Help for Mim JC Galati, P Royston & JB Carlin

------help for mim JC Galati, P Royston & JB Carlin ------

Title

mim -- A prefix command for analysing and manipulating multiply imputed datasets in Stata

Syntax

mim [, mim_options] : command

mim [, replay_options]

mim_options description ------General * category(fit|manip) specify whether command is estimation or data manipulation noisily display output from execution of command within each of the imputed datasets

Estimation (valid only for estimation commands) dots display progress dots during model fitting noindividual suppress capture of estimation results from each application of command seed(#) set seed for random number generator prior to each call to command storebv fills e(b), e(V) etc. with multiple-imputation estimates

Manipulation (valid only for data manipulation commands) + sortorder(varlist) one or more variables that uniquely identify the observations in a given imputed dataset following each execution of command ------* only necessary for estimation and data manipulation commands not listed under Description + not valid for append and reshape; MANDATORY for all other data manipulation commands.

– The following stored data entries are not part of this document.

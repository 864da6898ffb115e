//! Source document extractors.

mod docx;

pub use docx::DocxExtractor;

use crate::error::IngestResult;
use distill_core::DocumentMetadata;
use std::path::Path;

/// Raw text and metadata pulled from a source document.
#[derive(Debug, Clone)]
pub struct ExtractedDocument {
    /// Plain text content, paragraphs separated by blank lines.
    pub text: String,
    /// Metadata captured during extraction.
    pub metadata: DocumentMetadata,
}

/// Trait for source document extractors.
pub trait DocumentExtractor: Send + Sync {
    /// Extract text and metadata from a file at the given path.
    fn extract(&self, path: &Path) -> IngestResult<ExtractedDocument>;

    /// Get the supported file extensions.
    fn extensions(&self) -> &[&str];

    /// Check if this extractor supports the given extension.
    fn supports(&self, extension: &str) -> bool {
        self.extensions()
            .iter()
            .any(|ext| ext.eq_ignore_ascii_case(extension))
    }
}
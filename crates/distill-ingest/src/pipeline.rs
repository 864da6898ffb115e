//! Pipeline orchestration: extract -> enrich -> validate -> store.

use crate::analyzer::Analyzer;
use crate::error::{IngestError, IngestResult};
use crate::extractors::{DocumentExtractor, DocxExtractor};
use distill_config::Config;
use distill_core::Classification;
use distill_dify::DifyClient;
use distill_quality::{QualityGate, ValidationResult};
use distill_store::{StorageManager, StoreReceipt};
use std::path::{Path, PathBuf};
use tokio::runtime::Runtime;
use tracing::{debug, info, warn};

/// What happened to one input file.
#[derive(Debug)]
pub enum FileOutcome {
    /// Passed the gate and was written to the knowledge store.
    Stored {
        receipt: StoreReceipt,
        score: f64,
    },
    /// Rejected by the quality gate.
    Rejected { validation: ValidationResult },
    /// A pipeline stage failed.
    Failed { message: String },
}

/// Sequential orchestrator over the pipeline stages.
///
/// One instance per batch; stages are plain synchronous calls, no
/// parallelism. A rejected or failed file never aborts the batch.
pub struct Pipeline {
    extractor: DocxExtractor,
    analyzer: Analyzer,
    gate: QualityGate,
    store: StorageManager,
    dify: Option<DifyClient>,
    rt: Runtime,
}

impl Pipeline {
    /// Build the full pipeline from configuration.
    ///
    /// Fails fast when Ollama is unreachable or the Dify forwarder is
    /// enabled but incomplete.
    pub fn from_config(config: &Config) -> IngestResult<Self> {
        let analyzer = Analyzer::from_config(&config.llm)?;
        let gate = QualityGate::from_config(&config.quality);
        let store = StorageManager::new(config.paths.knowledge.clone())?;

        let dify = if config.dify.enabled {
            Some(DifyClient::from_config(&config.dify)?)
        } else {
            None
        };

        let rt = Runtime::new().map_err(|e| IngestError::Runtime(e.to_string()))?;

        Ok(Self {
            extractor: DocxExtractor::new(),
            analyzer,
            gate,
            store,
            dify,
            rt,
        })
    }

    /// Run one file through every stage.
    ///
    /// Returns `Stored` or `Rejected`; stage failures surface as `Err` and
    /// are translated to `FileOutcome::Failed` by `process_file_report`.
    pub fn process_file(&self, path: &Path) -> IngestResult<FileOutcome> {
        info!("processing {}", path.display());

        let extracted = self.extractor.extract(path)?;
        debug!("extracted {} characters", extracted.text.len());

        let document = self.analyzer.analyze(&extracted.text, &extracted.metadata)?;

        let validation = self.gate.validate(&document);
        info!("quality score: {}", validation.score);

        if !validation.is_valid {
            return Ok(FileOutcome::Rejected { validation });
        }

        // Route storage by the classification the document actually carries,
        // not by the analyzer's in-memory value.
        let classification = classification_from_document(&document);
        let receipt =
            self.store
                .store(&document, &extracted.metadata.source_file, &classification)?;

        self.forward_to_dify(&receipt);

        Ok(FileOutcome::Stored {
            receipt,
            score: validation.score,
        })
    }

    /// Best-effort upload of the stored document's primary copy.
    fn forward_to_dify(&self, receipt: &StoreReceipt) {
        let Some(client) = &self.dify else {
            return;
        };
        let Some(path) = receipt.paths.first() else {
            return;
        };

        if let Err(e) = self.rt.block_on(client.upload_file(path)) {
            warn!("Dify upload failed for {}: {}", path.display(), e);
        }
    }

    /// Run one file through every stage, folding stage failures into the
    /// outcome so a batch caller never has to abort.
    pub fn process_file_report(&self, path: &Path) -> FileOutcome {
        match self.process_file(path) {
            Ok(outcome) => outcome,
            Err(e) => {
                warn!("pipeline stage failed for {}: {}", path.display(), e);
                FileOutcome::Failed {
                    message: e.to_string(),
                }
            }
        }
    }
}

/// List the DOCX files directly inside the inbox, sorted by name.
pub fn scan_inbox(inbox: &Path) -> IngestResult<Vec<PathBuf>> {
    if !inbox.is_dir() {
        return Err(IngestError::FileNotFound(inbox.to_path_buf()));
    }

    let mut files: Vec<PathBuf> = walkdir::WalkDir::new(inbox)
        .max_depth(1)
        .into_iter()
        .filter_map(|e| e.ok())
        .filter(|e| e.path().is_file())
        .filter(|e| {
            e.path()
                .extension()
                .and_then(|ext| ext.to_str())
                .map(|ext| ext.eq_ignore_ascii_case("docx"))
                .unwrap_or(false)
        })
        .map(|e| e.into_path())
        .collect();

    files.sort();
    Ok(files)
}

/// Re-read the classification block from a validated document's header.
///
/// The document has already passed the gate, so the header is well-formed;
/// any residual parse gap degrades to the "Unknown" fallback, which routes
/// the file to `by_type/Unknown/`.
fn classification_from_document(document: &str) -> Classification {
    let parts: Vec<&str> = document.split("---").collect();
    if parts.len() < 3 {
        return Classification::default();
    }

    serde_yaml::from_str::<serde_yaml::Value>(parts[1])
        .ok()
        .and_then(|frontmatter| frontmatter.get("classification").cloned())
        .and_then(|block| serde_yaml::from_value::<Classification>(block).ok())
        .unwrap_or_default()
}
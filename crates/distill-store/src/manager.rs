//! Storage manager for the knowledge file tree.

use crate::error::{StoreError, StoreResult};
use distill_core::Classification;
use sha2::{Digest, Sha256};
use std::path::{Path, PathBuf};
use tracing::{debug, info};

/// Maximum length of the sanitized base name, before the hash suffix.
const MAX_BASE_LEN: usize = 50;

/// Paths produced by one `store` call.
#[derive(Debug, Clone)]
pub struct StoreReceipt {
    /// The shared filename used in every index directory.
    pub filename: String,
    /// Every path written, in write order (by_type first).
    pub paths: Vec<PathBuf>,
}

/// Persists validated documents into the knowledge store.
///
/// Writes are plain blocking filesystem operations with no locking;
/// concurrent calls targeting the same filename are last-writer-wins and
/// callers must serialize per knowledge base if they need stronger
/// guarantees. A failed write aborts the call but keeps the files already
/// written (no rollback).
pub struct StorageManager {
    knowledge_path: PathBuf,
}

impl StorageManager {
    /// Create a manager rooted at `knowledge_path`, creating the index
    /// directories if needed.
    pub fn new(knowledge_path: impl Into<PathBuf>) -> StoreResult<Self> {
        let knowledge_path = knowledge_path.into();
        std::fs::create_dir_all(knowledge_path.join("by_type"))?;
        std::fs::create_dir_all(knowledge_path.join("by_product"))?;

        Ok(Self { knowledge_path })
    }

    /// Store a validated document under every index directory it belongs to.
    ///
    /// The document lands in `by_type/<type>/` always (`unknown` when the
    /// type is absent) and in `by_product/<product>/` once per non-empty
    /// product entry. Directory segments are sanitized, case preserved.
    pub fn store(
        &self,
        document: &str,
        source_file: &str,
        classification: &Classification,
    ) -> StoreResult<StoreReceipt> {
        let filename = self.build_filename(source_file)?;

        // The type string is used verbatim (the "Unknown" sentinel keeps its
        // casing); only an absent type falls back to the lowercase directory.
        let doc_type = if classification.doc_type.is_empty() {
            "unknown".to_string()
        } else {
            sanitize_dir_segment(&classification.doc_type)
        };

        let mut paths = Vec::new();

        let type_dir = self.knowledge_path.join("by_type").join(&doc_type);
        paths.push(self.write_copy(&type_dir, &filename, document)?);

        for product in &classification.products {
            let product = sanitize_dir_segment(product);
            if product.is_empty() {
                continue;
            }
            let product_dir = self.knowledge_path.join("by_product").join(&product);
            paths.push(self.write_copy(&product_dir, &filename, document)?);
        }

        info!(
            "stored {} as {} ({} copies)",
            source_file,
            filename,
            paths.len()
        );

        Ok(StoreReceipt { filename, paths })
    }

    /// `{sanitized-base}_{8-hex-hash}.md` derived from the source file name.
    fn build_filename(&self, source_file: &str) -> StoreResult<String> {
        if source_file.trim().is_empty() {
            return Err(StoreError::InvalidSourceName(source_file.to_string()));
        }

        let hash = Sha256::digest(source_file.as_bytes());
        let hash_short = hex_prefix(&hash, 8);

        let base = sanitize_base_name(source_file);
        Ok(format!("{}_{}.md", base, hash_short))
    }

    fn write_copy(&self, dir: &Path, filename: &str, document: &str) -> StoreResult<PathBuf> {
        std::fs::create_dir_all(dir)?;
        let path = dir.join(filename);

        std::fs::write(&path, document).map_err(|e| StoreError::WriteFailed {
            path: path.clone(),
            message: e.to_string(),
        })?;

        debug!("wrote {}", path.display());
        Ok(path)
    }
}

/// Strip the extension, replace anything outside `[A-Za-z0-9_-]` with `_`,
/// truncate to 50 characters, lowercase.
fn sanitize_base_name(source_file: &str) -> String {
    let stem = Path::new(source_file)
        .file_stem()
        .and_then(|s| s.to_str())
        .unwrap_or(source_file);

    stem.chars()
        .map(|c| {
            if c.is_ascii_alphanumeric() || c == '-' || c == '_' {
                c
            } else {
                '_'
            }
        })
        .take(MAX_BASE_LEN)
        .collect::<String>()
        .to_lowercase()
}

/// Replace anything outside `[A-Za-z0-9_-]` with `_`, preserving case.
///
/// Type and product names come from the LLM; mapping separators away keeps
/// every index directory under the knowledge root.
fn sanitize_dir_segment(segment: &str) -> String {
    segment
        .chars()
        .map(|c| {
            if c.is_ascii_alphanumeric() || c == '-' || c == '_' {
                c
            } else {
                '_'
            }
        })
        .collect()
}

/// First `n` hex characters of a digest.
fn hex_prefix(digest: &[u8], n: usize) -> String {
    digest
        .iter()
        .map(|b| format!("{:02x}", b))
        .collect::<String>()
        .chars()
        .take(n)
        .collect()
}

replay_options description ------clearbv clears e(b), e(V) etc., but leaves other mim estimates intact j(#) fills e(b), e(V) etc. with estimates corresponding to imputed dataset # reporting_options level and eform options supported by command storebv same as for estimation, unless j option is specified ------

xi is allowed as a prefix to mim, but not as prefix to command, see xi. svy is allowed as a prefix to command, see svy. version is allowed as a prefix to command, see version.

Description

mim is a prefix command for working with multiply-imputed (MIM) datasets, where command can be any of a wide range of Stata commands. The function that mim performs depends on the category of command passed to mim; either estimation, data manipulation, post estimation or utility. A limited range of commands can be used with mim without specifying the category mim_option. These are:

Estimation: regress, mean, proportion, ratio, logistic, logit, ologit, mlogit, probit, oprobit, poisson, glm, binreg, nbreg, gnbreg, blogit, clogit, cnreg, mvreg, rreg, qreg, iqreg, sqreg, bsqreg, stcox, streg, xtgee, xtreg, xtlogit, xtnbreg, xtpoisson, xtmixed, svy:regress, svy:mean, svy:proportion, svy:ratio, svy:logistic, svy:logit, svy:ologit, svy:mlogit, svy:probit, svy:oprobit, svy:poisson

Post Estimation: lincom, testparm, predict

Data Manipulation: reshape, append, merge

Utility: check, genmiss

With few exceptions command is specified with its full usual syntax. The exceptions are predict, where only the xb, stpd and equation options are permitted, and merge, where only one "using" file is allowed. Also, command may be one of two internal utility commands, check and genmiss, where the required syntaxes are

mim : check [varlist]

mim : genmiss varname

respectively (see Examples - Utility commands for more details regarding these two commands).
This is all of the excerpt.